The department’s new toolkit, which the DHHS Office of Inspector General is publishing, includes code created by the tech company SAS. The toolkit is essentially made up of two parts: One acting as a step-by-step guide for people with prescription claim data to calculate which beneficiaries are at risk of opioid overdose or misuse, and one dealing with the SAS code for performing the same kinds of calculations.

On its website, the office wrote that the toolkit’s target audience “includes Medicare Part D plan sponsors, other private health plans, State Medicaid Fraud Control Units, State prescription drug monitoring programs and researchers.”

The prescription claims that those groups have access to can help find people taking high levels of opioid painkillers, a powerful and dangerous class of drugs that has contributed to a modern health epidemic. According to the National Center for Health Statistics, more than 49,000 people died from opioid-related overdoses in the U.S. in 2017 — a number that has been growing annually since 2002, and has at least quadrupled since then.
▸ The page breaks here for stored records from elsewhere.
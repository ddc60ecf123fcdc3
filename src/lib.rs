//! Condition-driven performance ranking for the Formula 1 grid.
//!
//! Race conditions go in, every team on the roster comes out adjusted by a
//! hand-authored rule table and ranked against the leader.

pub mod conditions;
pub mod config;
pub mod error;
pub mod model;
pub mod predictor;
pub mod ranking;
pub mod result;
pub mod roster;
pub mod server;
pub mod transport;

pub use conditions::{ConditionInput, RawConditions, TireCompound};
pub use error::{InputError, PredictError, TransportError};
pub use model::{adjust, AdjustedTeamRecord};
pub use predictor::Predictor;
pub use ranking::{rank, Advantage};
pub use result::{assemble, HumiditySampler, PredictionResult, RaceConditionsSummary};
pub use roster::{roster, Team, TeamId};
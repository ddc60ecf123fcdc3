use serde::{Deserialize, Serialize};
use std::{fmt, str::FromStr};

/// Team identities known to the rule table. Serialized as the display name.
#[derive(Debug, Clone, Copy, PartialEq, Eq, Hash, Serialize, Deserialize)]
pub enum TeamId {
    #[serde(rename = "Red Bull Racing")]
    RedBullRacing,
    #[serde(rename = "Ferrari")]
    Ferrari,
    #[serde(rename = "Mercedes")]
    Mercedes,
    #[serde(rename = "McLaren")]
    McLaren,
    #[serde(rename = "Aston Martin")]
    AstonMartin,
    #[serde(rename = "Alpine F1 Team")]
    Alpine,
    #[serde(rename = "Williams")]
    Williams,
    #[serde(rename = "AlphaTauri")]
    AlphaTauri,
    #[serde(rename = "Alfa Romeo")]
    AlfaRomeo,
    #[serde(rename = "Haas F1 Team")]
    Haas,
}

impl TeamId {
    pub const ALL: [TeamId; 10] = [
        TeamId::RedBullRacing,
        TeamId::Ferrari,
        TeamId::Mercedes,
        TeamId::McLaren,
        TeamId::AstonMartin,
        TeamId::Alpine,
        TeamId::Williams,
        TeamId::AlphaTauri,
        TeamId::AlfaRomeo,
        TeamId::Haas,
    ];

    pub fn name(self) -> &'static str {
        match self {
            TeamId::RedBullRacing => "Red Bull Racing",
            TeamId::Ferrari => "Ferrari",
            TeamId::Mercedes => "Mercedes",
            TeamId::McLaren => "McLaren",
            TeamId::AstonMartin => "Aston Martin",
            TeamId::Alpine => "Alpine F1 Team",
            TeamId::Williams => "Williams",
            TeamId::AlphaTauri => "AlphaTauri",
            TeamId::AlfaRomeo => "Alfa Romeo",
            TeamId::Haas => "Haas F1 Team",
        }
    }
}

impl fmt::Display for TeamId {
    fn fmt(&self, f: &mut fmt::Formatter<'_>) -> fmt::Result {
        f.write_str(self.name())
    }
}

impl FromStr for TeamId {
    type Err = String;

    fn from_str(s: &str) -> Result<Self, Self::Err> {
        TeamId::ALL
            .into_iter()
            .find(|t| t.name() == s)
            .ok_or_else(|| format!("unknown team: {s}"))
    }
}

/// Baseline attributes of one roster entry.
#[derive(Debug, Clone, PartialEq)]
pub struct Team {
    pub id: u32,
    pub team: TeamId,
    pub logo_url: &'static str,
    pub base_performance: f64,
    pub aerodynamics: f64,
    pub power: f64,
    pub chassis: f64,
    pub reliability: f64,
    pub tire_management: f64,
}

impl Team {
    pub fn name(&self) -> &'static str {
        self.team.name()
    }
}

// Catalog order; ranking ties fall back to this order.
static ROSTER: [Team; 10] = [
    Team {
        id: 1,
        team: TeamId::RedBullRacing,
        logo_url: "https://www.formula1.com/content/dam/fom-website/teams/2023/red-bull-racing-logo.png.transform/2col/image.png",
        base_performance: 95.5,
        aerodynamics: 97.0,
        power: 95.0,
        chassis: 96.0,
        reliability: 92.0,
        tire_management: 94.0,
    },
    Team {
        id: 2,
        team: TeamId::Ferrari,
        logo_url: "https://www.formula1.com/content/dam/fom-website/teams/2023/ferrari-logo.png.transform/2col/image.png",
        base_performance: 93.8,
        aerodynamics: 94.0,
        power: 96.0,
        chassis: 93.0,
        reliability: 88.0,
        tire_management: 90.0,
    },
    Team {
        id: 3,
        team: TeamId::Mercedes,
        logo_url: "https://www.formula1.com/content/dam/fom-website/teams/2023/mercedes-logo.png.transform/2col/image.png",
        base_performance: 93.2,
        aerodynamics: 93.0,
        power: 94.0,
        chassis: 94.0,
        reliability: 93.0,
        tire_management: 92.0,
    },
    Team {
        id: 4,
        team: TeamId::McLaren,
        logo_url: "https://www.formula1.com/content/dam/fom-website/teams/2023/mclaren-logo.png.transform/2col/image.png",
        base_performance: 94.1,
        aerodynamics: 96.0,
        power: 93.0,
        chassis: 95.0,
        reliability: 91.0,
        tire_management: 93.0,
    },
    Team {
        id: 5,
        team: TeamId::AstonMartin,
        logo_url: "https://www.formula1.com/content/dam/fom-website/teams/2023/aston-martin-logo.png.transform/2col/image.png",
        base_performance: 91.0,
        aerodynamics: 91.0,
        power: 92.0,
        chassis: 91.0,
        reliability: 90.0,
        tire_management: 89.0,
    },
    Team {
        id: 6,
        team: TeamId::Alpine,
        logo_url: "https://www.formula1.com/content/dam/fom-website/teams/2023/alpine-logo.png.transform/2col/image.png",
        base_performance: 89.5,
        aerodynamics: 89.0,
        power: 90.0,
        chassis: 89.0,
        reliability: 87.0,
        tire_management: 88.0,
    },
    Team {
        id: 7,
        team: TeamId::Williams,
        logo_url: "https://www.formula1.com/content/dam/fom-website/teams/2023/williams-logo.png.transform/2col/image.png",
        base_performance: 87.6,
        aerodynamics: 86.0,
        power: 91.0,
        chassis: 86.0,
        reliability: 86.0,
        tire_management: 85.0,
    },
    Team {
        id: 8,
        team: TeamId::AlphaTauri,
        logo_url: "https://www.formula1.com/content/dam/fom-website/teams/2023/alphatauri-logo.png.transform/2col/image.png",
        base_performance: 88.4,
        aerodynamics: 88.0,
        power: 89.0,
        chassis: 88.0,
        reliability: 88.0,
        tire_management: 87.0,
    },
    Team {
        id: 9,
        team: TeamId::AlfaRomeo,
        logo_url: "https://www.formula1.com/content/dam/fom-website/teams/2023/alfa-romeo-logo.png.transform/2col/image.png",
        base_performance: 87.9,
        aerodynamics: 87.0,
        power: 88.0,
        chassis: 87.0,
        reliability: 89.0,
        tire_management: 88.0,
    },
    Team {
        id: 10,
        team: TeamId::Haas,
        logo_url: "https://www.formula1.com/content/dam/fom-website/teams/2023/haas-f1-team-logo.png.transform/2col/image.png",
        base_performance: 87.2,
        aerodynamics: 86.0,
        power: 89.0,
        chassis: 85.0,
        reliability: 85.0,
        tire_management: 84.0,
    },
];

/// Read-only view of the full roster in catalog order.
pub fn roster() -> &'static [Team] {
    &ROSTER
}

/// Owned copy of the roster, for callers that want to hold their own set.
pub fn all_teams() -> Vec<Team> {
    ROSTER.to_vec()
}

pub fn find(team: TeamId) -> Option<&'static Team> {
    ROSTER.iter().find(|t| t.team == team)
}
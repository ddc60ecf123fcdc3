/// End-to-end tests: the axum service driven through the HTTP transport
///
/// Run with: cargo test --test http_tests -- --nocapture

use std::sync::Arc;
use std::time::Duration;

use race_predictor::result::FixedHumidity;
use race_predictor::server::{router, AppState};
use race_predictor::transport::{
    predict_all, HttpTransport, PredictionTransport, SimulatedTransport,
};
use race_predictor::{Predictor, RawConditions, TeamId};

fn predictor() -> Predictor {
    Predictor::new(Arc::new(FixedHumidity(58.4)))
}

async fn spawn_service() -> String {
    let listener = tokio::net::TcpListener::bind("127.0.0.1:0").await.unwrap();
    let addr = listener.local_addr().unwrap();
    let app = router(AppState {
        predictor: predictor(),
        log_table: false,
    });
    tokio::spawn(async move {
        axum::serve(listener, app).await.unwrap();
    });
    format!("http://{addr}")
}

#[tokio::test]
async fn test_health_endpoint() {
    let base = spawn_service().await;
    let body: serde_json::Value = reqwest::get(format!("{base}/api/health"))
        .await
        .unwrap()
        .json()
        .await
        .unwrap();
    assert_eq!(body["status"], "ok");
    assert_eq!(body["message"], "API is running");
}

#[tokio::test]
async fn test_http_matches_simulated() {
    println!("\n=== Test: HTTP vs Simulated Transport ===");
    let base = spawn_service().await;
    let http = HttpTransport::new(format!("{base}/api/predict"));
    let local = SimulatedTransport::new(predictor(), Duration::ZERO);

    let raw = RawConditions::from_text("340", "Hard", "35", "10", "200", "15");
    let over_wire = http.predict(&raw).await.unwrap();
    let in_process = local.predict(&raw).await.unwrap();

    assert_eq!(over_wire, in_process);
    assert_eq!(over_wire.teams[0].team, TeamId::RedBullRacing);
    assert_eq!(over_wire.race_conditions.humidity, 58.4);
    println!("✓ Both transports return the same ranking");
}

#[tokio::test]
async fn test_invalid_input_keeps_its_class_over_http() {
    let base = spawn_service().await;
    let http = HttpTransport::new(format!("{base}/api/predict"));

    let mut raw = RawConditions::from_text("340", "Hard", "35", "10", "200", "15");
    raw.air_temperature = None;
    let local = SimulatedTransport::new(predictor(), Duration::ZERO);

    let over_wire = http.predict(&raw).await.unwrap_err();
    let in_process = local.predict(&raw).await.unwrap_err();

    assert!(over_wire.is_invalid_input(), "got {over_wire:?}");
    assert!(in_process.is_invalid_input());
    assert_eq!(over_wire.code(), in_process.code());
    assert_eq!(over_wire.to_string(), "Missing required field: air_temperature");
    assert_eq!(over_wire.to_string(), in_process.to_string());
}

#[tokio::test]
async fn test_non_json_body_is_rejected() {
    let base = spawn_service().await;
    let resp = reqwest::Client::new()
        .post(format!("{base}/api/predict"))
        .body("st_speed=300")
        .send()
        .await
        .unwrap();
    assert_eq!(resp.status().as_u16(), 400);
    let body: serde_json::Value = resp.json().await.unwrap();
    assert_eq!(body["error"], "Request must be JSON");
    assert_eq!(body["code"], "INVALID_INPUT");
}

#[tokio::test]
async fn test_numbers_accepted_on_the_wire() {
    let base = spawn_service().await;
    let resp = reqwest::Client::new()
        .post(format!("{base}/api/predict"))
        .json(&serde_json::json!({
            "st_speed": 300,
            "compound": "Soft",
            "air_temperature": 20,
            "rainfall": 0,
            "wind_direction": 90,
            "wind_speed": 5
        }))
        .send()
        .await
        .unwrap();
    assert!(resp.status().is_success());
    let body: serde_json::Value = resp.json().await.unwrap();
    assert_eq!(body["teams"].as_array().unwrap().len(), 10);
    assert_eq!(body["raceConditions"]["trackTemp"], 30.0);
}

#[tokio::test]
async fn test_concurrent_requests_are_independent() {
    let base = spawn_service().await;
    let http = HttpTransport::new(format!("{base}/api/predict"));

    let requests: Vec<RawConditions> = (0..8)
        .map(|i| {
            let air = (10 + i * 4).to_string();
            RawConditions::from_text("320", "Medium", &air, "0", "0", "0")
        })
        .collect();

    let results = predict_all(&http, &requests).await;
    for (i, r) in results.into_iter().enumerate() {
        let r = r.unwrap();
        assert_eq!(r.race_conditions.air_temp, (10 + i * 4) as f64);
        assert_eq!(r.teams.len(), 10);
    }
}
There are prescription drug monitoring systems in all 50 states, and 49 state Medicaid Fraud Control Units.

DHHS has used the SAS code to identify tens of thousands of people at risk of overdose. The code also identifies people who might be “doctor shopping” — that is, visiting several doctors to receive prescriptions for large amounts of painkillers.

Another provision in the toolkit gives users suggestions on checking data quality.

“We can’t effectively fight the opioid problem if we don’t understand it,” said Dr. R. Kirk Jonas, director of the National Governors Association Center for Best Practices, in a press release. “Data and analytics are critical to getting citizens the help they need, and thwarting the illegal trafficking of these drugs.”